=== RECORDS PROVIDED ===

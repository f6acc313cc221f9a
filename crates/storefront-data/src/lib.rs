//! HTTP adapters for the storefront's checkout collaborators.
//!
//! Provides:
//! - JSON-over-HTTP client with per-endpoint timeouts
//! - Shipping quote provider
//! - Payment gateway (intent creation and confirmation)
//! - Order store

mod client;
mod endpoint;
mod orders;
mod payment;
mod shipping;

#[cfg(test)]
mod test_server;

use std::sync::Arc;

use storefront_commerce::checkout::{OrderStore, PaymentGateway};
use storefront_commerce::config::StorefrontConfig;
use storefront_commerce::shipping::ShippingQuoteProvider;

pub use client::{FetchError, JsonClient};
pub use endpoint::{Endpoint, TimeoutConfig};
pub use orders::HttpOrderStore;
pub use payment::HttpPaymentGateway;
pub use shipping::HttpShippingQuoteProvider;

/// The three collaborators, ready to hand to the commerce core.
#[derive(Clone)]
pub struct Collaborators {
    pub shipping: Arc<dyn ShippingQuoteProvider>,
    pub payments: Arc<dyn PaymentGateway>,
    pub orders: Arc<dyn OrderStore>,
}

impl Collaborators {
    /// Build HTTP collaborators from the `[shipping]`, `[payment]` and `[orders]` sections.
    pub fn from_config(config: &StorefrontConfig) -> Result<Self, FetchError> {
        Ok(Self {
            shipping: Arc::new(HttpShippingQuoteProvider::new(Endpoint::from_config(
                &config.shipping,
            )?)?),
            payments: Arc::new(HttpPaymentGateway::new(Endpoint::from_config(&config.payment)?)?),
            orders: Arc::new(HttpOrderStore::new(Endpoint::from_config(&config.orders)?)?),
        })
    }
}

impl std::fmt::Debug for Collaborators {
    fn fmt(&self, f: &mut std::fmt::Formatter<'_>) -> std::fmt::Result {
        f.debug_struct("Collaborators").finish_non_exhaustive()
    }
}
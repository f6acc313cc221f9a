//! Checkout module.
//!
//! Contains addresses, the attempt state machine, the payment and order
//! collaborator seams, and the orchestrator that drives them.

mod address;
mod attempt;
mod orchestrator;
mod order;
mod payment;

pub use address::Address;
pub use attempt::{CheckoutAttempt, CheckoutForm, CheckoutStage, PendingPayment};
pub use orchestrator::{
    CheckoutError, CheckoutOrchestrator, CheckoutOutcome, CheckoutReceipt, SoftFailure,
};
pub use order::{
    BadgeTone, OrderConfirmation, OrderDraft, OrderStatus, OrderStore, OrderStoreError,
    StatusBadge,
};
pub use payment::{
    ConfirmOutcome, ConfirmRequest, IntentMetadata, IntentRequest, PaymentError, PaymentGateway,
    PaymentIntent, PaymentReturn, PaymentReturnError, RedirectStatus,
};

===

THE PROBLEM:
Word for word, write out the data.

ANSWER SPACE:
repository f6acc313cc221f9a
filename crates/storefront-data/src/lib.rs
//! HTTP adapters for the storefront's checkout collaborators.
//!
//! Provides:
//! - JSON-over-HTTP client with per-endpoint timeouts
//! - Shipping quote provider
//! - Payment gateway (intent creation and confirmation)
//! - Order store

mod client;
mod endpoint;
mod orders;
mod payment;
mod shipping;

#[cfg(test)]
mod test_server;

use std::sync::Arc;

use storefront_commerce::checkout::{OrderStore, PaymentGateway};
use storefront_commerce::config::StorefrontConfig;
use storefront_commerce::shipping::ShippingQuoteProvider;

pub use client::{FetchError, JsonClient};
pub use endpoint::{Endpoint, TimeoutConfig};
pub use orders::HttpOrderStore;
pub use payment::HttpPaymentGateway;
pub use shipping::HttpShippingQuoteProvider;

/// The three collaborators, ready to hand to the commerce core.
#[derive(Clone)]
pub struct Collaborators {
    pub shipping: Arc<dyn ShippingQuoteProvider>,
    pub payments: Arc<dyn PaymentGateway>,
    pub orders: Arc<dyn OrderStore>,
}

impl Collaborators {
    /// Build HTTP collaborators from the `[shipping]`, `[payment]` and `[orders]` sections.
    pub fn from_config(config: &StorefrontConfig) -> Result<Self, FetchError> {
        Ok(Self {
            shipping: Arc::new(HttpShippingQuoteProvider::new(Endpoint::from_config(
                &config.shipping,
            )?)?),
            payments: Arc::new(HttpPaymentGateway::new(Endpoint::from_config(&config.payment)?)?),
            orders: Arc::new(HttpOrderStore::new(Endpoint::from_config(&config.orders)?)?),
        })
    }
}

impl std::fmt::Debug for Collaborators {
    fn fmt(&self, f: &mut std::fmt::Formatter<'_>) -> std::fmt::Result {
        f.debug_struct("Collaborators").finish_non_exhaustive()
    }
}
repository f6acc313cc221f9a
//! Checkout module.
//!
//! Contains addresses, the attempt state machine, the payment and order
//! collaborator seams, and the orchestrator that drives them.

mod address;
mod attempt;
mod orchestrator;
mod order;
mod payment;

pub use address::Address;
pub use attempt::{CheckoutAttempt, CheckoutForm, CheckoutStage, PendingPayment};
pub use orchestrator::{
    CheckoutError, CheckoutOrchestrator, CheckoutOutcome, CheckoutReceipt, SoftFailure,
};
pub use order::{
    BadgeTone, OrderConfirmation, OrderDraft, OrderStatus, OrderStore, OrderStoreError,
    StatusBadge,
};
pub use payment::{
    ConfirmOutcome, ConfirmRequest, IntentMetadata, IntentRequest, PaymentError, PaymentGateway,
    PaymentIntent, PaymentReturn, PaymentReturnError, RedirectStatus,
};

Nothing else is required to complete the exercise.